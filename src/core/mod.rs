/// Allocation gate - proposals, revisions and budget reconciliation
pub mod allocation;
/// Compliance evaluator - percentage of total against category constraints
pub mod compliance;
/// Expense gate - review, approval and stale verdict checks
pub mod expense;
/// Constraint registry - the category and constraint catalog
pub mod registry;
/// Budget reporting - totals, breakdowns, constraint overview and expense stats
pub mod report;
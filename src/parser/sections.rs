use std::io::BufRead;

use crate::error::{EntryFault, ParseError, Result};
use crate::report::RankedEntry;

use super::{parse_count, LineCursor};

/// Consume `count name` lines until a blank line (consumed) or end of input.
///
/// Any malformed line fails the whole section; nothing read so far is kept.
pub fn extract_entries<R: BufRead>(cursor: &mut LineCursor<R>) -> Result<Vec<RankedEntry>> {
    let mut entries = Vec::new();

    while let Some(line) = cursor.next_line() {
        let line = line?;
        if line.trim().is_empty() {
            break;
        }
        let entry = parse_entry(&line).map_err(|fault| ParseError::MalformedEntry {
            line: cursor.line_number(),
            text: line.clone(),
            fault,
        })?;
        entries.push(entry);
    }

    Ok(entries)
}

/// Split on the single separating space: exactly two parts, count first.
pub fn parse_entry(line: &str) -> std::result::Result<RankedEntry, EntryFault> {
    let parts: Vec<&str> = line.split(' ').collect();
    let [count, name] = parts.as_slice() else {
        return Err(EntryFault::FieldCount(parts.len()));
    };
    let count = parse_count(count).map_err(EntryFault::Count)?;
    Ok(RankedEntry::new(*name, count))
}
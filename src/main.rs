use std::path::PathBuf;

use anyhow::{Context, Result};
use clap::Parser;
use tracing::info;

use tsdb_analysis::settings::Settings;
use tsdb_analysis::streams::{self, STDIO};

#[derive(Parser)]
#[command(
    name = "tsdb_analysis",
    version,
    about = "Convert a TSDB block analysis dump into JSON"
)]
struct Cli {
    /// Report to parse ("-" reads stdin)
    #[arg(short, long, default_value = STDIO)]
    input: PathBuf,
    /// File to append the JSON document to ("-" writes stdout)
    #[arg(short, long, default_value = STDIO)]
    output: PathBuf,
    /// Pretty-print the JSON document
    #[arg(long)]
    pretty: bool,
}

fn init_tracing() {
    let _ = tracing_subscriber::fmt()
        .with_env_filter(
            tracing_subscriber::EnvFilter::try_from_default_env().unwrap_or_else(|_| "warn".into()),
        )
        .with_writer(std::io::stderr)
        .try_init();
}

fn main() -> Result<()> {
    init_tracing();
    let cli = Cli::parse();
    let settings = Settings::load();
    info!(settings = ?settings, input = %cli.input.display(), output = %cli.output.display(), "starting");

    let input = streams::open_input(&cli.input)?;
    let report = tsdb_analysis::parse(input)
        .with_context(|| format!("parsing {}", cli.input.display()))?;
    info!(
        block = %report.block_id,
        series = report.series,
        "parsed block analysis"
    );

    let output = streams::open_output(&cli.output)?;
    streams::write_report(output, &report, cli.pretty || settings.pretty)
        .with_context(|| format!("writing {}", cli.output.display()))?;
    Ok(())
}
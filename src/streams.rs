use std::fs::{File, OpenOptions};
use std::io::{self, BufRead, BufReader, Write};
use std::path::Path;

use anyhow::{Context, Result};

use crate::report::Report;

/// Path value meaning stdin or stdout.
pub const STDIO: &str = "-";

pub fn open_input(path: &Path) -> Result<Box<dyn BufRead>> {
    if path == Path::new(STDIO) {
        return Ok(Box::new(io::stdin().lock()));
    }
    let file = File::open(path).with_context(|| format!("opening input {}", path.display()))?;
    Ok(Box::new(BufReader::new(file)))
}

/// Files are appended to, so repeated runs accumulate one document per line.
pub fn open_output(path: &Path) -> Result<Box<dyn Write>> {
    if path == Path::new(STDIO) {
        return Ok(Box::new(io::stdout().lock()));
    }
    let mut options = OpenOptions::new();
    options.append(true).create(true);
    #[cfg(unix)]
    {
        use std::os::unix::fs::OpenOptionsExt;
        options.mode(0o644);
    }
    let file = options
        .open(path)
        .with_context(|| format!("opening output {}", path.display()))?;
    Ok(Box::new(file))
}

pub fn write_report<W: Write>(mut out: W, report: &Report, pretty: bool) -> Result<()> {
    if pretty {
        serde_json::to_writer_pretty(&mut out, report)?;
    } else {
        serde_json::to_writer(&mut out, report)?;
    }
    out.write_all(b"\n")?;
    out.flush()?;
    Ok(())
}
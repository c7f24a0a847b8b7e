use thiserror::Error;

use crate::report::ScalarField;

/// Why a count token was rejected.
#[derive(Debug, Clone, Copy, PartialEq, Eq, Error)]
pub enum NumberError {
    #[error("empty value")]
    Empty,
    #[error("not a decimal number")]
    InvalidDigit,
    #[error("does not fit in 64 bits")]
    OutOfRange,
}

/// What was wrong with a line inside a ranked section.
#[derive(Debug, Clone, Copy, PartialEq, Eq, Error)]
pub enum EntryFault {
    #[error("expected two parts, found {0}")]
    FieldCount(usize),
    #[error("expected uint64 as first part: {0}")]
    Count(NumberError),
}

#[derive(Debug, Error)]
pub enum ParseError {
    #[error("line {line}: invalid {field} value {value:?}: {source}")]
    MalformedScalar {
        line: usize,
        field: ScalarField,
        value: String,
        #[source]
        source: NumberError,
    },

    #[error("line {line}: malformed label pair {text:?}: {fault}")]
    MalformedEntry {
        line: usize,
        text: String,
        fault: EntryFault,
    },

    #[error("failed to read report: {0}")]
    Io(#[from] std::io::Error),
}

impl ParseError {
    /// 1-based number of the offending line, when the failure came from content.
    pub fn line(&self) -> Option<usize> {
        match self {
            ParseError::MalformedScalar { line, .. } | ParseError::MalformedEntry { line, .. } => {
                Some(*line)
            }
            ParseError::Io(_) => None,
        }
    }
}

pub type Result<T> = std::result::Result<T, ParseError>;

☆ ☆ ☆

* WHAT IS NEEDED: Look through the listing and extract every line with "opening" in it.

* TASK OUTPUT:
    let file = File::open(path).with_context(|| format!("opening input {}", path.display()))?;
        .with_context(|| format!("opening output {}", path.display()))?;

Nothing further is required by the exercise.